▶ Instructions to follow: Beginning with the very first line, please reproduce the entries exactly through the line containing "JSON parse is".

▶ Dataset excerpts:
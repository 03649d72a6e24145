//! Presence classification: one raw sensor line in, one occupancy guess out.
//!
//! Sensors in the field speak plain tokens, JSON and CSV. Rather than reject
//! unknown formats the classifier runs an ordered cascade of [`Matcher`]s and
//! takes the first one that recognises the line. Lines nobody recognises are
//! "not present".

mod matchers;


use presence_config::schema::{ClassifierConfig, ClassifierRule};
use serde_json::{Map, Value};

pub use matchers::{
    CsvMatcher, KeyValueMatcher, KeywordMatcher, StructuredCountMatcher, StructuredFlagMatcher,
};

/// A trimmed line plus its structured form, parsed once per classification.
#[derive(Debug)]
pub struct Evidence<'a> {
    line: &'a str,
    record: Option<Map<String, Value>>,
}

impl<'a> Evidence<'a> {
    /// Build evidence for `line`. When `parse` is false no JSON parse is
    /// attempted and [`Evidence::record`] is always `None`.
    pub fn new(line: &'a str, parse: bool) -> Self {
        let record = if parse {
            match serde_json::from_str::<Value>(line) {
                Ok(Value::Object(map)) => Some(map),
                _ => None,
            }
        } else {
            None
        };
        Self { line, record }
    }

    pub fn line(&self) -> &str {
        self.line
    }

    /// The line as a JSON object, if it is one.
    pub fn record(&self) -> Option<&Map<String, Value>> {
        self.record.as_ref()
    }
}

/// One strategy in the classification cascade.
///
/// Returns `None` when the strategy does not recognise the line, letting the
/// next matcher try.
pub trait Matcher: Send + Sync {
    fn rule(&self) -> ClassifierRule;

    fn try_classify(&self, evidence: &Evidence<'_>) -> Option<bool>;
}

/// Ordered cascade of matchers.
pub struct Classifier {
    matchers: Vec<Box<dyn Matcher>>,
    needs_record: bool,
}

impl Classifier {
    /// Build a cascade from a rule list. Rules run in cascade order no matter
    /// how `rules` is ordered.
    pub fn from_rules(rules: &[ClassifierRule]) -> Self {
        let mut rules = rules.to_vec();
        rules.sort();
        rules.dedup();

        let matchers: Vec<Box<dyn Matcher>> = rules
            .into_iter()
            .map(|rule| -> Box<dyn Matcher> {
                match rule {
                    ClassifierRule::StructuredCount => Box::new(StructuredCountMatcher),
                    ClassifierRule::StructuredFlag => Box::new(StructuredFlagMatcher),
                    ClassifierRule::KeyValue => Box::new(KeyValueMatcher),
                    ClassifierRule::Csv => Box::new(CsvMatcher),
                    ClassifierRule::Keyword => Box::new(KeywordMatcher),
                }
            })
            .collect();

        let needs_record = matchers.iter().any(|m| {
            matches!(
                m.rule(),
                ClassifierRule::StructuredCount | ClassifierRule::StructuredFlag
            )
        });

        Self {
            matchers,
            needs_record,
        }
    }

    pub fn from_config(config: &ClassifierConfig) -> Self {
        Self::from_rules(&config.effective_rules())
    }

    /// Every rule, the default.
    pub fn full() -> Self {
        Self::from_rules(&ClassifierRule::ALL)
    }

    pub fn rules(&self) -> Vec<ClassifierRule> {
        self.matchers.iter().map(|m| m.rule()).collect()
    }

    /// Guess occupancy from one raw line. Never fails.
    pub fn classify(&self, raw: &str) -> bool {
        let line = raw.trim();
        if line.is_empty() {
            return false;
        }

        let evidence = Evidence::new(line, self.needs_record);
        for matcher in &self.matchers {
            if let Some(present) = matcher.try_classify(&evidence) {
                tracing::trace!(rule = ?matcher.rule(), present, "classified line");
                return present;
            }
        }
        false
    }
}

impl Default for Classifier {
    fn default() -> Self {
        Self::full()
    }
}

impl std::fmt::Debug for Classifier {
    fn fmt(&self, f: &mut std::fmt::Formatter<'_>) -> std::fmt::Result {
        f.debug_struct("Classifier")
            .field("rules", &self.rules())
            .finish()
    }
}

▶ Exercise response:
repository 03649d72a6e24145
//! Presence classification: one raw sensor line in, one occupancy guess out.
//!
//! Sensors in the field speak plain tokens, JSON and CSV. Rather than reject
//! unknown formats the classifier runs an ordered cascade of [`Matcher`]s and
//! takes the first one that recognises the line. Lines nobody recognises are
//! "not present".

mod matchers;


use presence_config::schema::{ClassifierConfig, ClassifierRule};
use serde_json::{Map, Value};

pub use matchers::{
    CsvMatcher, KeyValueMatcher, KeywordMatcher, StructuredCountMatcher, StructuredFlagMatcher,
};

/// A trimmed line plus its structured form, parsed once per classification.
#[derive(Debug)]
pub struct Evidence<'a> {
    line: &'a str,
    record: Option<Map<String, Value>>,
}

impl<'a> Evidence<'a> {
    /// Build evidence for `line`. When `parse` is false no JSON parse is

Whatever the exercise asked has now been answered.